How do you prevent a file descriptor from being copy-inherited across fork() system calls (without closing it, of course)?
I am looking for a way to mark a single file descriptor as NOT to be (copy-)inherited by children at fork(), something like a FD_CLOEXEC-like hack but for forks (so a FD_DONTINHERIT feature if you like). Anybody did this? Or looked into this and has a hint for me to start with?
Thank you
UPDATE:
I could use libc's __register_atfork
__register_atfork(NULL, NULL, fdcleaner, NULL)
to close the fds in child just before fork() returns. However, the FDs are still being copied so this sounds like a silly hack to me. Question is how to skip the dup()-ing in child of unneeded FDs.
I'm thinking of some scenarios when a fcntl(fd, F_SETFL, F_DONTINHERIT) would be needed:
fork() will copy an event FD (e.g. epoll()); sometimes this isn't wanted, for example FreeBSD is marking the kqueue() event FD as being of a KQUEUE_TYPE and these types of FDs won't be copied across forks (the kqueue FDs are skipped explicitly from being copied, if one wants to use it from a child it must fork with shared FD table)
fork() will copy 100k unneeded FDs to fork a child for doing some CPU-intensive tasks (suppose the need for a fork() is probabilistically very low and programmer won't want to maintain a pool of children for something that normally wouldn't happen)
Some descriptors we want to be copied (0, 1, 2), some (most of them?) not. I think full FD table duping is here for historic reasons but I am probably wrong.
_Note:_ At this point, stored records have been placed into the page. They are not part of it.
//! Decommissioning a delivered instance: archive, free, unpublish, delete.

use sea_orm::{
    ColumnTrait, DatabaseConnection, EntityTrait, QueryFilter, Set, sea_query::OnConflict,
};
use serde::Serialize;
use uuid::Uuid;
use zlh_db::entities::{archived_instances, instances};
use zlh_model::{InstanceClass, InstanceId};

use crate::edge::{EdgePublisher, EdgeTarget};
use crate::error::{ProvisionError, Result};
use crate::lifecycle::LifecycleDriver;
use crate::ports::PortAllocator;
use crate::publish_queue;
use crate::store::now;

/// Where the teardown found its facts about the instance.
#[derive(Debug, Clone, Copy, PartialEq, Eq, Serialize)]
#[serde(rename_all = "snake_case")]
pub enum TeardownSource {
    Instance,
    Archive,
    Orphan,
}

#[derive(Debug, Clone, PartialEq, Eq, Serialize)]
#[serde(rename_all = "camelCase")]
pub struct TeardownReport {
    pub identifier: InstanceId,
    pub source: TeardownSource,
    pub archived: bool,
    pub publish_jobs_cancelled: u64,
    pub ports_released: u64,
    pub container_deleted: bool,
    pub unpublished: bool,
    pub edge_failures: Vec<String>,
    pub record_deleted: bool,
}

impl TeardownReport {
    fn new(identifier: InstanceId, source: TeardownSource) -> Self {
        Self {
            identifier,
            source,
            archived: false,
            publish_jobs_cancelled: 0,
            ports_released: 0,
            container_deleted: false,
            unpublished: false,
            edge_failures: Vec::new(),
            record_deleted: false,
        }
    }
}

fn workload_of(class: &str, game: Option<&str>, runtime: Option<&str>) -> (InstanceClass, String) {
    let class = InstanceClass::parse_lenient(Some(class));
    let workload = match class {
        InstanceClass::Dev => runtime,
        InstanceClass::Game => game,
    };
    (class, workload.unwrap_or_default().to_string())
}

fn ports_of(v: &serde_json::Value) -> Vec<i32> {
    serde_json::from_value(v.clone()).unwrap_or_default()
}

#[derive(Clone)]
pub struct Decommissioner {
    db: DatabaseConnection,
    ports: PortAllocator,
    driver: LifecycleDriver,
    publisher: EdgePublisher,
}

impl Decommissioner {
    pub fn new(
        db: DatabaseConnection,
        ports: PortAllocator,
        driver: LifecycleDriver,
        publisher: EdgePublisher,
    ) -> Self {
        Self {
            db,
            ports,
            driver,
            publisher,
        }
    }

    pub async fn decommission(&self, id: InstanceId, force: bool) -> Result<TeardownReport> {
        if let Some(row) = instances::Entity::find_by_id(id).one(&self.db).await? {
            return self.from_instance(row, force).await;
        }
        let archived = archived_instances::Entity::find()
            .filter(archived_instances::Column::InstanceId.eq(id))
            .one(&self.db)
            .await?;
        match archived {
            Some(a) => self.from_archive(a).await,
            None => self.orphan(id).await,
        }
    }

    async fn from_instance(&self, row: instances::Model, force: bool) -> Result<TeardownReport> {
        let id = row.id;
        if !force && self.driver.is_running(id).await? {
            return Err(ProvisionError::StillRunning { id });
        }
        tracing::info!(instance_id = id, hostname = %row.hostname, force, "decommissioning instance");

        let mut report = TeardownReport::new(id, TeardownSource::Instance);
        report.archived = self.archive(&row).await?;
        report.publish_jobs_cancelled = publish_queue::cancel_for_instance(&self.db, id).await?;
        report.ports_released = self.ports.release_by_owner(id).await?;
        report.container_deleted = self.delete_container(id).await;

        let (class, workload) = workload_of(&row.class, row.game.as_deref(), row.runtime.as_deref());
        self.unpublish(
            &mut report,
            EdgeTarget {
                instance_id: id,
                hostname: row.hostname.clone(),
                class,
                workload,
                address: row.address.clone(),
                ports: ports_of(&row.ports),
            },
        )
        .await;

        let res = instances::Entity::delete_by_id(id).exec(&self.db).await?;
        report.record_deleted = res.rows_affected > 0;
        tracing::info!(instance_id = id, "instance decommissioned");
        Ok(report)
    }

    async fn from_archive(&self, a: archived_instances::Model) -> Result<TeardownReport> {
        let id = a.instance_id;
        tracing::info!(instance_id = id, "instance already archived; finishing teardown");
        let mut report = TeardownReport::new(id, TeardownSource::Archive);
        report.archived = true;
        report.publish_jobs_cancelled = publish_queue::cancel_for_instance(&self.db, id).await?;
        report.ports_released = self.ports.release_by_owner(id).await?;
        report.container_deleted = self.delete_container(id).await;

        let (class, workload) = workload_of(&a.class, a.game.as_deref(), a.runtime.as_deref());
        self.unpublish(
            &mut report,
            EdgeTarget {
                instance_id: id,
                hostname: a.hostname.clone(),
                class,
                workload,
                address: a.address.clone(),
                ports: ports_of(&a.ports),
            },
        )
        .await;
        Ok(report)
    }

    async fn orphan(&self, id: InstanceId) -> Result<TeardownReport> {
        tracing::info!(instance_id = id, "no record found; cleaning orphan resources");
        let mut report = TeardownReport::new(id, TeardownSource::Orphan);
        report.publish_jobs_cancelled = publish_queue::cancel_for_instance(&self.db, id).await?;
        report.ports_released = self.ports.release_by_owner(id).await?;
        report.container_deleted = self.delete_container(id).await;
        Ok(report)
    }

    /// Inserting an archive row twice for one instance is a no-op.
    async fn archive(&self, row: &instances::Model) -> Result<bool> {
        let archive = archived_instances::ActiveModel {
            id: Set(Uuid::new_v4()),
            instance_id: Set(row.id),
            customer_id: Set(row.customer_id.clone()),
            class: Set(row.class.clone()),
            game: Set(row.game.clone()),
            variant: Set(row.variant.clone()),
            runtime: Set(row.runtime.clone()),
            version: Set(row.version.clone()),
            address: Set(row.address.clone()),
            ports: Set(row.ports.clone()),
            hostname: Set(row.hostname.clone()),
            payload: Set(row.payload.clone()),
            reason: Set("decommission".to_string()),
            archived_at: Set(now()),
        };
        let inserted = archived_instances::Entity::insert(archive)
            .on_conflict(
                OnConflict::column(archived_instances::Column::InstanceId)
                    .do_nothing()
                    .to_owned(),
            )
            .exec_without_returning(&self.db)
            .await?;
        if inserted == 0 {
            tracing::debug!(instance_id = row.id, "archive already present");
        }
        Ok(true)
    }

    async fn delete_container(&self, id: InstanceId) -> bool {
        match self.driver.delete(id).await {
            Ok(()) => true,
            Err(err) => {
                tracing::warn!(instance_id = id, error = %err, "container delete failed");
                false
            }
        }
    }

    async fn unpublish(&self, report: &mut TeardownReport, target: EdgeTarget) {
        if target.hostname.trim().is_empty() {
            return;
        }
        let edge = self.publisher.unpublish(&target).await;
        report.unpublished = true;
        report.edge_failures = edge
            .failures()
            .map(|s| format!("{}: {}", s.step, s.error.as_deref().unwrap_or_default()))
            .collect();
    }
}

#[cfg(test)]
mod tests {
    use std::sync::Arc;

    use super::*;
    use crate::testing::{self, EdgeFakes, FakeHypervisor};

    struct Harness {
        db: DatabaseConnection,
        hv: Arc<FakeHypervisor>,
        ports: PortAllocator,
        fakes: EdgeFakes,
        decom: Decommissioner,
    }

    async fn harness() -> Harness {
        let db = testing::memory_db().await;
        let settings = testing::fast_settings();
        let hv = Arc::new(FakeHypervisor::default());
        let fakes = EdgeFakes::default();
        let ports = PortAllocator::new(db.clone(), settings.store_retry);
        let decom = Decommissioner::new(
            db.clone(),
            ports.clone(),
            LifecycleDriver::new(hv.clone(), settings.hypervisor.clone()),
            fakes.publisher(&settings),
        );
        Harness {
            db,
            hv,
            ports,
            fakes,
            decom,
        }
    }

    #[tokio::test]
    async fn running_container_needs_force() {
        let h = harness().await;
        testing::insert_instance(&h.db, 5001, "mc-5001").await;
        h.hv.set_status(5001, "running");

        let err = h.decom.decommission(5001, false).await.unwrap_err();
        assert!(matches!(err, ProvisionError::StillRunning { id: 5001 }));
        assert!(instances::Entity::find_by_id(5001).one(&h.db).await.unwrap().is_some());
        assert!(h.hv.calls().is_empty());
    }

    #[tokio::test]
    async fn forced_teardown_archives_and_frees_everything() {
        let h = harness().await;
        testing::insert_instance(&h.db, 5001, "mc-5001").await;
        h.hv.set_status(5001, "running");
        h.ports.seed("game", 50000..=50002).await.unwrap();
        h.ports.reserve("game", 2, 5001).await.unwrap();

        let report = h.decom.decommission(5001, true).await.unwrap();
        assert_eq!(report.source, TeardownSource::Instance);
        assert!(report.archived && report.container_deleted && report.record_deleted);
        assert_eq!(report.ports_released, 2);
        assert!(report.edge_failures.is_empty());
        assert_eq!(h.hv.calls(), vec!["stop 5001", "delete 5001"]);
        assert!(h.ports.owned_by(5001).await.unwrap().is_empty());
        assert!(instances::Entity::find_by_id(5001).one(&h.db).await.unwrap().is_none());
        assert!(h.fakes.internal.records().is_empty());

        let archived = archived_instances::Entity::find().all(&h.db).await.unwrap();
        assert_eq!(archived.len(), 1);
        assert_eq!(archived[0].instance_id, 5001);
    }

    #[tokio::test]
    async fn second_call_finishes_from_archive() {
        let h = harness().await;
        testing::insert_instance(&h.db, 5001, "mc-5001").await;
        h.hv.set_status(5001, "stopped");
        h.decom.decommission(5001, false).await.unwrap();

        let again = h.decom.decommission(5001, false).await.unwrap();
        assert_eq!(again.source, TeardownSource::Archive);
        assert!(again.container_deleted);
        assert_eq!(archived_instances::Entity::find().all(&h.db).await.unwrap().len(), 1);
    }

    #[tokio::test]
    async fn orphan_ports_are_released() {
        let h = harness().await;
        h.ports.seed("game", 50000..=50001).await.unwrap();
        h.ports.reserve("game", 1, 5099).await.unwrap();

        let report = h.decom.decommission(5099, false).await.unwrap();
        assert_eq!(report.source, TeardownSource::Orphan);
        assert_eq!(report.ports_released, 1);
        assert!(report.container_deleted);
        assert!(!report.unpublished);
    }
}
use sea_orm::{
    ActiveModelTrait, ColumnTrait, ConnectionTrait, DatabaseConnection, EntityTrait,
    PaginatorTrait, QueryFilter, Set, sea_query::OnConflict,
};
use zlh_db::entities::{identifier_counters, instances};
use zlh_model::{InstanceClass, InstanceId};

use crate::config::IdentifierRanges;
use crate::error::{ProvisionError, Result};
use crate::retry::RetryPolicy;
use crate::store::{self, now};

/// Next cursor value, wrapping `max + 1` back to `min`.
fn advance(current: i32, min: i32, max: i32) -> i32 {
    if current < min || current >= max {
        min
    } else {
        current + 1
    }
}

#[derive(Clone)]
pub struct IdentifierAllocator {
    db: DatabaseConnection,
    ranges: IdentifierRanges,
    retry: RetryPolicy,
}

impl IdentifierAllocator {
    pub fn new(db: DatabaseConnection, ranges: IdentifierRanges, retry: RetryPolicy) -> Self {
        Self { db, ranges, retry }
    }

    pub async fn allocate(&self, class: InstanceClass) -> Result<InstanceId> {
        let range = self.ranges.for_class(class);
        let (min, max) = (*range.start(), *range.end());
        self.retry
            .run(
                "identifier allocate",
                |_| self.allocate_once(class, min, max),
                store::is_retryable,
            )
            .await
    }

    async fn allocate_once(&self, class: InstanceClass, min: i32, max: i32) -> Result<InstanceId> {
        let txn = store::begin_serializable(&self.db).await?;

        identifier_counters::Entity::insert(identifier_counters::ActiveModel {
            class: Set(class.as_str().to_string()),
            current: Set(min - 1),
            updated_at: Set(now()),
        })
        .on_conflict(
            OnConflict::column(identifier_counters::Column::Class)
                .do_nothing()
                .to_owned(),
        )
        .exec_without_returning(&txn)
        .await?;

        let counter = identifier_counters::Entity::find_by_id(class.as_str().to_string())
            .one(&txn)
            .await?
            .ok_or_else(|| {
                ProvisionError::Store(sea_orm::DbErr::RecordNotFound(format!(
                    "identifier counter for {class}"
                )))
            })?;

        let span = (max - min + 1).max(0) as u32;
        let mut cursor = counter.current;
        for _ in 0..span {
            cursor = advance(cursor, min, max);
            if !Self::in_use(&txn, cursor).await? {
                let mut active: identifier_counters::ActiveModel = counter.into();
                active.current = Set(cursor);
                active.updated_at = Set(now());
                active.update(&txn).await?;
                txn.commit().await?;
                tracing::debug!(%class, instance_id = cursor, "identifier allocated");
                return Ok(cursor);
            }
        }

        Err(ProvisionError::RangeExhausted { class, min, max })
    }

    async fn in_use<C: ConnectionTrait>(conn: &C, id: InstanceId) -> Result<bool> {
        let n = instances::Entity::find()
            .filter(instances::Column::Id.eq(id))
            .count(conn)
            .await?;
        Ok(n > 0)
    }

    /// Identifiers are not reclaimed eagerly; the cursor moves past them and
    /// probing skips live instances on wraparound.
    pub async fn release(&self, id: InstanceId) -> Result<()> {
        tracing::debug!(instance_id = id, "identifier release (no-op)");
        Ok(())
    }

    pub async fn confirm(&self, id: InstanceId) -> Result<()> {
        tracing::debug!(instance_id = id, "identifier confirmed");
        Ok(())
    }
}

#[cfg(test)]
mod tests {
    use super::*;
    use crate::testing;
    use std::collections::HashSet;

    fn allocator(db: DatabaseConnection, game: std::ops::RangeInclusive<i32>) -> IdentifierAllocator {
        IdentifierAllocator::new(
            db,
            IdentifierRanges {
                game,
                dev: 6000..=6999,
            },
            testing::fast_settings().store_retry,
        )
    }

    #[test]
    fn advance_wraps_to_min() {
        assert_eq!(advance(4999, 5000, 5999), 5000);
        assert_eq!(advance(5000, 5000, 5999), 5001);
        assert_eq!(advance(5999, 5000, 5999), 5000);
    }

    #[tokio::test]
    async fn first_allocation_starts_at_range_min() {
        let db = testing::memory_db().await;
        let ids = allocator(db, 5000..=5999);
        assert_eq!(ids.allocate(InstanceClass::Game).await.unwrap(), 5000);
        assert_eq!(ids.allocate(InstanceClass::Game).await.unwrap(), 5001);
        assert_eq!(ids.allocate(InstanceClass::Dev).await.unwrap(), 6000);
    }

    #[tokio::test]
    async fn skips_identifiers_held_by_live_instances() {
        let db = testing::memory_db().await;
        testing::insert_instance(&db, 5000, "mc-5000").await;
        testing::insert_instance(&db, 5001, "mc-5001").await;
        let ids = allocator(db, 5000..=5999);
        assert_eq!(ids.allocate(InstanceClass::Game).await.unwrap(), 5002);
    }

    #[tokio::test]
    async fn wraps_and_reports_exhaustion() {
        let db = testing::memory_db().await;
        let ids = allocator(db.clone(), 5000..=5002);
        assert_eq!(ids.allocate(InstanceClass::Game).await.unwrap(), 5000);
        assert_eq!(ids.allocate(InstanceClass::Game).await.unwrap(), 5001);
        assert_eq!(ids.allocate(InstanceClass::Game).await.unwrap(), 5002);
        // Wraps: 5000 is free again because nothing persisted an instance.
        assert_eq!(ids.allocate(InstanceClass::Game).await.unwrap(), 5000);

        for id in 5000..=5002 {
            testing::insert_instance(&db, id, &format!("game-{id}")).await;
        }
        let err = ids.allocate(InstanceClass::Game).await.unwrap_err();
        assert!(matches!(
            err,
            ProvisionError::RangeExhausted { min: 5000, max: 5002, .. }
        ));
    }

    #[tokio::test]
    async fn concurrent_allocations_are_unique() {
        let db = testing::memory_db().await;
        let ids = allocator(db, 5000..=5999);
        let mut handles = Vec::new();
        for _ in 0..20 {
            let ids = ids.clone();
            handles.push(tokio::spawn(async move {
                ids.allocate(InstanceClass::Game).await.unwrap()
            }));
        }
        let mut seen = HashSet::new();
        for h in handles {
            assert!(seen.insert(h.await.unwrap()));
        }
        assert_eq!(seen.len(), 20);
    }
}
How silly does this sound:
patch fcntl() to support the dontinherit flag on file descriptors (not sure if the flag should be kept per-FD or in a FD table fd_set, like the close-on-exec flags are being kept
modify dup_fd() in kernel to skip copying of dontinherit FDs, same as FreeBSD does for kq FDs
consider the program
#include <stdio.h>
#include <unistd.h>
#include <err.h>
#include <stdlib.h>
#include <fcntl.h>
#include <time.h>
static int fds[NUMFDS];
clock_t t1;
static void cleanup(int i)
{
while(i-- >= 0) close(fds[i]);
}
void clk_start(void)
{
t1 = clock();
}
void clk_end(void)
{
double tix = (double)clock() - t1;
double sex = tix/CLOCKS_PER_SEC;
printf("fork_cost(%d fds)=%fticks(%f seconds)\n",
NUMFDS,tix,sex);
}
int main(int argc, char **argv)
{
pid_t pid;
int i;
__register_atfork(clk_start,clk_end,NULL,NULL);
for (i = 0; i < NUMFDS; i++) {
fds[i] = open("/dev/null",O_RDONLY);
if (fds[i] == -1) {
cleanup(i);
errx(EXIT_FAILURE,"open_fds:");
}
}
t1 = clock();
pid = fork();
if (pid < 0) {
errx(EXIT_FAILURE,"fork:");
}
if (pid == 0) {
cleanup(NUMFDS);
exit(0);
} else {
wait(&i);
cleanup(NUMFDS);
}
exit(0);
return 0;
}
of course, can't consider this a real bench but anyhow:
root#pinkpony:/home/cia/dev/kqueue# time ./forkit
fork_cost(100 fds)=0.000000ticks(0.000000 seconds)
real 0m0.004s
user 0m0.000s
sys 0m0.000s
root#pinkpony:/home/cia/dev/kqueue# gcc -DNUMFDS=100000 -o forkit forkit.c
root#pinkpony:/home/cia/dev/kqueue# time ./forkit
fork_cost(100000 fds)=10000.000000ticks(0.010000 seconds)
real 0m0.287s
user 0m0.010s
sys 0m0.240s
root#pinkpony:/home/cia/dev/kqueue# gcc -DNUMFDS=100 -o forkit forkit.c
root#pinkpony:/home/cia/dev/kqueue# time ./forkit
fork_cost(100 fds)=0.000000ticks(0.000000 seconds)
real 0m0.004s
user 0m0.000s
sys 0m0.000s
forkit ran on a Dell Inspiron 1520 Intel(R) Core(TM)2 Duo CPU T7500 # 2.20GHz with 4GB RAM; average_load=0.00
If you fork with the purpose of calling an exec function, you can use fcntl with FD_CLOEXEC to have the file descriptor closed once you exec:
int fd = open(...);
fcntl(fd, F_SETFD, FD_CLOEXEC);
Such a file descriptor will survive a fork but not functions of the exec family.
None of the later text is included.